#### ASSIGNMENT:
Reproduce every line in the material below that holds "path".

##### AVAILABLE DATA

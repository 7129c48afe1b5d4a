use std::sync::Arc;

use async_trait::async_trait;
use sheets_store::{BlobRef, MutableTree, ObjectStore, Tree};
use sheets_types::ObjectId;

use crate::error::RepoResult;

/// The object database a sheet reads from and writes to.
///
/// Refs may be short branch names (`master`), canonical names
/// (`refs/heads/master`) or full hex object ids.
#[async_trait]
pub trait ObjectDatabase: Send + Sync {
    /// The backing object store, for staging trees.
    fn store(&self) -> Arc<dyn ObjectStore>;

    async fn read_blob(&self, id: &ObjectId) -> RepoResult<Vec<u8>>;

    async fn write_blob(&self, data: &[u8]) -> RepoResult<BlobRef>;

    /// Resolve a ref to the object it names. `Ok(None)` if it does not resolve.
    async fn resolve_ref(&self, reference: &str) -> RepoResult<Option<ObjectId>>;

    /// A staging tree loaded from the root tree of `reference`.
    ///
    /// Fails with [`RepoError::InvalidRef`](crate::RepoError::InvalidRef)
    /// when the ref does not resolve.
    async fn create_tree_from_ref(&self, reference: &str) -> RepoResult<MutableTree>;

    /// Hash of the tree at `path` below the root tree of `reference`.
    ///
    /// `Ok(None)` when the path does not exist or is not a tree.
    async fn tree_hash(&self, reference: &str, path: &str) -> RepoResult<Option<ObjectId>>;

    /// Write every touched level of a staging tree, returning its hash.
    async fn write_tree(&self, tree: &MutableTree) -> RepoResult<ObjectId>;

    /// Raw NUL-delimited diff between two trees, restricted to `pattern`.
    async fn diff_tree(&self, src: &ObjectId, dst: &ObjectId, pattern: &str)
        -> RepoResult<Vec<u8>>;

    /// Returns `true` if commit `ancestor` is reachable from `descendant`.
    async fn merge_base_is_ancestor(
        &self,
        ancestor: &ObjectId,
        descendant: &ObjectId,
    ) -> RepoResult<bool>;

    async fn commit_tree(
        &self,
        tree: &ObjectId,
        parents: &[ObjectId],
        message: &str,
    ) -> RepoResult<ObjectId>;

    /// Point a branch at `new`, optionally only if it currently points at
    /// `expected_old`.
    async fn update_ref(
        &self,
        reference: &str,
        new: ObjectId,
        expected_old: Option<ObjectId>,
    ) -> RepoResult<()>;

    /// Force-delete a branch. Returns `Ok(true)` if it existed.
    async fn delete_branch(&self, name: &str) -> RepoResult<bool>;

    /// A new, empty staging tree.
    fn create_tree(&self) -> MutableTree {
        MutableTree::new(self.store())
    }

    /// Hash of the empty tree.
    fn empty_tree_hash(&self) -> ObjectId {
        Tree::empty_id()
    }
}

##########

#### TASK OUTPUT:
    /// Hash of the tree at `path` below the root tree of `reference`.
    /// `Ok(None)` when the path does not exist or is not a tree.
    async fn tree_hash(&self, reference: &str, path: &str) -> RepoResult<Option<ObjectId>>;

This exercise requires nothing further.